En cas de demande d’exercice de droits, le responsable de traitement dispose d’un mois pour traiter la demande.
Ces demandes peuvent prendre plusieurs formes pour les marketeurs.
Par exemple, en cas d’envoi d’emails sur une base de prospect, le destinataire peut :
- demander à savoir avec précision quelle(s) donnée(s) l’entreprise possède le concernant
- demander la rectification des données si par exemple son nom est erroné en début de mail
- S’il n’est pas satisfait / ne veut plus recevoir d’email / demande simplement la suppression de ses données (effacement)

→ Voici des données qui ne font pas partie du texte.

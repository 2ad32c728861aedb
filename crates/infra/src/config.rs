//! Configuration loading and representation.

use anyhow::Context;

use forgetrack_observability::LogFormat;
use forgetrack_workflow::{StatusLabel, validate_statuses};

pub const LOG_FORMAT_VAR: &str = "FORGETRACK_LOG_FORMAT";
pub const DEFAULT_STATUSES_VAR: &str = "FORGETRACK_DEFAULT_STATUSES";
pub const AUDIT_SNAPSHOTS_VAR: &str = "FORGETRACK_AUDIT_SNAPSHOTS";

/// Runtime settings of the tracker core.
#[derive(Debug, Clone, PartialEq, Eq)]
pub struct TrackerConfig {
    pub log_format: LogFormat,
    /// Statuses used when a default workflow is created without an explicit
    /// list.
    pub default_statuses: Vec<StatusLabel>,
    /// Attach entity snapshots to audit records.
    pub audit_snapshots: bool,
}

impl Default for TrackerConfig {
    fn default() -> Self {
        Self {
            log_format: LogFormat::Json,
            default_statuses: ["TODO", "IN_PROGRESS", "DONE"]
                .into_iter()
                .filter_map(|s| StatusLabel::parse(s).ok())
                .collect(),
            audit_snapshots: true,
        }
    }
}

impl TrackerConfig {
    pub fn from_env() -> anyhow::Result<Self> {
        Self::from_lookup(|key| std::env::var(key).ok())
    }

    /// Build from an arbitrary key lookup; unset keys keep their defaults.
    pub fn from_lookup<F>(lookup: F) -> anyhow::Result<Self>
    where
        F: Fn(&str) -> Option<String>,
    {
        let mut config = Self::default();

        if let Some(raw) = lookup(LOG_FORMAT_VAR) {
            config.log_format = raw
                .parse::<LogFormat>()
                .with_context(|| format!("invalid {LOG_FORMAT_VAR}"))?;
        }

        if let Some(raw) = lookup(DEFAULT_STATUSES_VAR) {
            let labels: Vec<&str> = raw.split(',').map(str::trim).collect();
            config.default_statuses = validate_statuses(labels.as_slice())
                .with_context(|| format!("invalid {DEFAULT_STATUSES_VAR}"))?;
        }

        if let Some(raw) = lookup(AUDIT_SNAPSHOTS_VAR) {
            config.audit_snapshots = parse_bool(&raw)
                .with_context(|| format!("invalid {AUDIT_SNAPSHOTS_VAR}"))?;
        }

        Ok(config)
    }
}

fn parse_bool(raw: &str) -> anyhow::Result<bool> {
    match raw.trim().to_ascii_lowercase().as_str() {
        "1" | "true" | "yes" | "on" => Ok(true),
        "0" | "false" | "no" | "off" => Ok(false),
        other => anyhow::bail!("expected a boolean, got '{other}'"),
    }
}

#[cfg(test)]
mod tests {
    use super::*;
    use std::collections::HashMap;

    fn lookup(pairs: &[(&str, &str)]) -> impl Fn(&str) -> Option<String> {
        let map: HashMap<String, String> = pairs
            .iter()
            .map(|(k, v)| (k.to_string(), v.to_string()))
            .collect();
        move |key| map.get(key).cloned()
    }

    #[test]
    fn defaults_when_unset() {
        let config = TrackerConfig::from_lookup(lookup(&[])).unwrap();
        assert_eq!(config, TrackerConfig::default());
        assert_eq!(config.default_statuses.len(), 3);
    }

    #[test]
    fn reads_overrides() {
        let config = TrackerConfig::from_lookup(lookup(&[
            (LOG_FORMAT_VAR, "pretty"),
            (DEFAULT_STATUSES_VAR, "OPEN, CLOSED"),
            (AUDIT_SNAPSHOTS_VAR, "off"),
        ]))
        .unwrap();
        assert_eq!(config.log_format, LogFormat::Pretty);
        assert_eq!(config.default_statuses[1].as_str(), "CLOSED");
        assert!(!config.audit_snapshots);
    }

    #[test]
    fn rejects_bad_values() {
        assert!(TrackerConfig::from_lookup(lookup(&[(DEFAULT_STATUSES_VAR, "OPEN,OPEN")])).is_err());
        assert!(TrackerConfig::from_lookup(lookup(&[(AUDIT_SNAPSHOTS_VAR, "maybe")])).is_err());
        assert!(TrackerConfig::from_lookup(lookup(&[(LOG_FORMAT_VAR, "xml")])).is_err());
    }
}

[2] https://www.cnil.fr/fr/sanction-1-75-million-deuros-ag2r-la-mondiale
Découvrez l'ensemble des droits auxquels sont susceptibles de faire appel les prospects
Bonnes pratiques :
- Informer le DPO lorsqu’il y en a un
- Mettre en place un service dédiée pour traiter les demandes d’exercice de droit
- Mettre en place un processus de gestion de ces demandes (réception, traitement, rassemblement des éléments, réponse, etc.)

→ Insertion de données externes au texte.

//! Workflow registry: CRUD over per-organization workflows.
//!
//! The registry holds no state of its own. Every call reads and writes
//! through the injected [`WorkflowStore`], so it is safe to share across
//! request handlers without locking.

use std::sync::Arc;

use forgetrack_core::{OrganizationId, StoreError, WorkflowId};

use crate::{
    NewWorkflow, StatusLabel, Workflow, WorkflowChanges, WorkflowError, validate_name,
    validate_statuses,
};

/// Transactional persistence for workflows.
///
/// Implementations must:
/// - assign timestamps on insert/update
/// - reject a second default workflow for the same organization with
///   `StoreError::UniqueViolation`, atomically with the insert
/// - never change `is_default` on update
/// - reject, atomically with the write, a status list that drops a status a
///   ticket still holds and the deletion of a workflow a project still
///   points at, both with `StoreError::ReferenceViolation`
pub trait WorkflowStore: Send + Sync {
    fn fetch_workflow(&self, id: WorkflowId) -> Result<Option<Workflow>, StoreError>;

    fn list_workflows(&self, organization_id: OrganizationId) -> Result<Vec<Workflow>, StoreError>;

    fn fetch_default_workflow(
        &self,
        organization_id: OrganizationId,
    ) -> Result<Option<Workflow>, StoreError>;

    fn insert_workflow(&self, workflow: NewWorkflow) -> Result<Workflow, StoreError>;

    fn update_workflow(
        &self,
        id: WorkflowId,
        changes: WorkflowChanges,
    ) -> Result<Workflow, StoreError>;

    fn delete_workflow(&self, id: WorkflowId) -> Result<(), StoreError>;

    /// Whether any project still points at this workflow.
    fn workflow_in_use(&self, id: WorkflowId) -> Result<bool, StoreError>;

    /// Distinct statuses held by tickets of projects governed by this
    /// workflow.
    fn statuses_in_use(&self, id: WorkflowId) -> Result<Vec<StatusLabel>, StoreError>;
}

impl<S> WorkflowStore for Arc<S>
where
    S: WorkflowStore + ?Sized,
{
    fn fetch_workflow(&self, id: WorkflowId) -> Result<Option<Workflow>, StoreError> {
        (**self).fetch_workflow(id)
    }

    fn list_workflows(&self, organization_id: OrganizationId) -> Result<Vec<Workflow>, StoreError> {
        (**self).list_workflows(organization_id)
    }

    fn fetch_default_workflow(
        &self,
        organization_id: OrganizationId,
    ) -> Result<Option<Workflow>, StoreError> {
        (**self).fetch_default_workflow(organization_id)
    }

    fn insert_workflow(&self, workflow: NewWorkflow) -> Result<Workflow, StoreError> {
        (**self).insert_workflow(workflow)
    }

    fn update_workflow(
        &self,
        id: WorkflowId,
        changes: WorkflowChanges,
    ) -> Result<Workflow, StoreError> {
        (**self).update_workflow(id, changes)
    }

    fn delete_workflow(&self, id: WorkflowId) -> Result<(), StoreError> {
        (**self).delete_workflow(id)
    }

    fn workflow_in_use(&self, id: WorkflowId) -> Result<bool, StoreError> {
        (**self).workflow_in_use(id)
    }

    fn statuses_in_use(&self, id: WorkflowId) -> Result<Vec<StatusLabel>, StoreError> {
        (**self).statuses_in_use(id)
    }
}

/// Raw update request; validated by [`WorkflowRegistry::update`].
#[derive(Debug, Clone, Default)]
pub struct WorkflowUpdate {
    pub name: Option<String>,
    pub statuses: Option<Vec<String>>,
}

#[derive(Debug, Clone)]
pub struct WorkflowRegistry<S> {
    store: S,
}

impl<S> WorkflowRegistry<S> {
    pub fn new(store: S) -> Self {
        Self { store }
    }

    pub fn store(&self) -> &S {
        &self.store
    }
}

impl<S> WorkflowRegistry<S>
where
    S: WorkflowStore,
{
    /// Create an ordinary (non-default) workflow.
    pub fn create<T: AsRef<str>>(
        &self,
        organization_id: OrganizationId,
        name: &str,
        statuses: &[T],
    ) -> Result<Workflow, WorkflowError> {
        let new = NewWorkflow {
            id: WorkflowId::new(),
            organization_id,
            name: validate_name(name)?,
            statuses: validate_statuses(statuses)?,
            is_default: false,
        };
        let workflow = self.store.insert_workflow(new)?;
        tracing::debug!(workflow_id = %workflow.id, %organization_id, "workflow created");
        Ok(workflow)
    }

    /// Create the organization's default workflow. Succeeds at most once per
    /// organization; a repeat call fails with `DefaultWorkflowExists`.
    ///
    /// The existence check below is not atomic with the insert. Concurrent
    /// callers are arbitrated by the store's uniqueness rule, whose violation
    /// is reported the same way.
    pub fn create_default<T: AsRef<str>>(
        &self,
        organization_id: OrganizationId,
        name: &str,
        statuses: &[T],
    ) -> Result<Workflow, WorkflowError> {
        if self.store.fetch_default_workflow(organization_id)?.is_some() {
            return Err(WorkflowError::DefaultWorkflowExists(organization_id));
        }

        let new = NewWorkflow {
            id: WorkflowId::new(),
            organization_id,
            name: validate_name(name)?,
            statuses: validate_statuses(statuses)?,
            is_default: true,
        };
        let workflow = self.store.insert_workflow(new).map_err(|e| match e {
            StoreError::UniqueViolation(_) => WorkflowError::DefaultWorkflowExists(organization_id),
            other => WorkflowError::from(other),
        })?;
        tracing::info!(workflow_id = %workflow.id, %organization_id, "default workflow created");
        Ok(workflow)
    }

    /// Rename a workflow or replace its status list.
    ///
    /// A new status list must keep every status that a ticket governed by
    /// this workflow currently holds. The store enforces the same rule
    /// atomically; the check here names the offending statuses.
    pub fn update(&self, id: WorkflowId, update: WorkflowUpdate) -> Result<Workflow, WorkflowError> {
        let changes = WorkflowChanges {
            name: update.name.as_deref().map(validate_name).transpose()?,
            statuses: update
                .statuses
                .as_deref()
                .map(validate_statuses)
                .transpose()?,
        };
        if changes.is_empty() {
            return self.get(id);
        }
        if let Some(statuses) = &changes.statuses {
            let mut dropped: Vec<StatusLabel> = self
                .store
                .statuses_in_use(id)?
                .into_iter()
                .filter(|held| !statuses.contains(held))
                .collect();
            if !dropped.is_empty() {
                dropped.sort();
                let names: Vec<&str> = dropped.iter().map(StatusLabel::as_str).collect();
                return Err(WorkflowError::validation(format!(
                    "statuses still held by tickets cannot be removed: {}",
                    names.join(", ")
                )));
            }
        }
        Ok(self.store.update_workflow(id, changes)?)
    }

    /// Delete a workflow. The default workflow and workflows still referenced
    /// by a project cannot be deleted; the store re-checks the reference
    /// under the same write.
    pub fn delete(&self, id: WorkflowId) -> Result<(), WorkflowError> {
        let workflow = self.get(id)?;
        if workflow.is_default {
            return Err(WorkflowError::validation(
                "the default workflow cannot be deleted",
            ));
        }
        if self.store.workflow_in_use(id)? {
            return Err(WorkflowError::validation(
                "workflow is still used by at least one project",
            ));
        }
        Ok(self.store.delete_workflow(id)?)
    }

    pub fn get(&self, id: WorkflowId) -> Result<Workflow, WorkflowError> {
        self.store.fetch_workflow(id)?.ok_or(WorkflowError::NotFound)
    }

    pub fn get_by_organization(
        &self,
        organization_id: OrganizationId,
    ) -> Result<Vec<Workflow>, WorkflowError> {
        Ok(self.store.list_workflows(organization_id)?)
    }

    pub fn get_default(
        &self,
        organization_id: OrganizationId,
    ) -> Result<Option<Workflow>, WorkflowError> {
        Ok(self.store.fetch_default_workflow(organization_id)?)
    }
}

- Surveiller les délais de réponses
5. Rendre ses démarches Privacy by Design & privacy by default
Avant de lancer la moindre campagne, ou quoi que ce soit d’autre impliquant le traitement de données à caractère personnel, il est important pour les services marketing de solliciter leur DPO, s’il y en a un, et, en tout état de cause, de bien réfléchir en amont du projet afin de :
- prendre en compte les aspects protection des données dès la conception de la campagne : en se posant la question de la légalité de la démarche, de sa finalité, des moyens et outils qui seront utilisés
- maintenir la conformité tout au long du cycle de vie de la campagne : en prenant en compte tout changement dans la finalité, en veillant à la collecte des seules données nécessaires et pour lesquelles les personnes ont été informées
- prendre les mesures techniques et organisationnelles appropriées pour garantir que, par défaut, les principes de la protection des données seront respectés : en mettant en place les mesures de sécurité nécessaire et un processus de gestion des violations de données et d’information des personnes. Ainsi, très récemment, à la suite d’un signalement indiquant l’existence d’une violation de sécurité, la CNIL a mis en demeure la société Francetest de mieux sécuriser les données traitées[1]. Avant cela, elle n’avait pas hésité à condamner un responsable de traitement (150 000 €) et son sous-traitant (75 000€) pour ne pas avoir pris les mesures adéquates pour contrer des attaques par bourrage d’identifiants.[2]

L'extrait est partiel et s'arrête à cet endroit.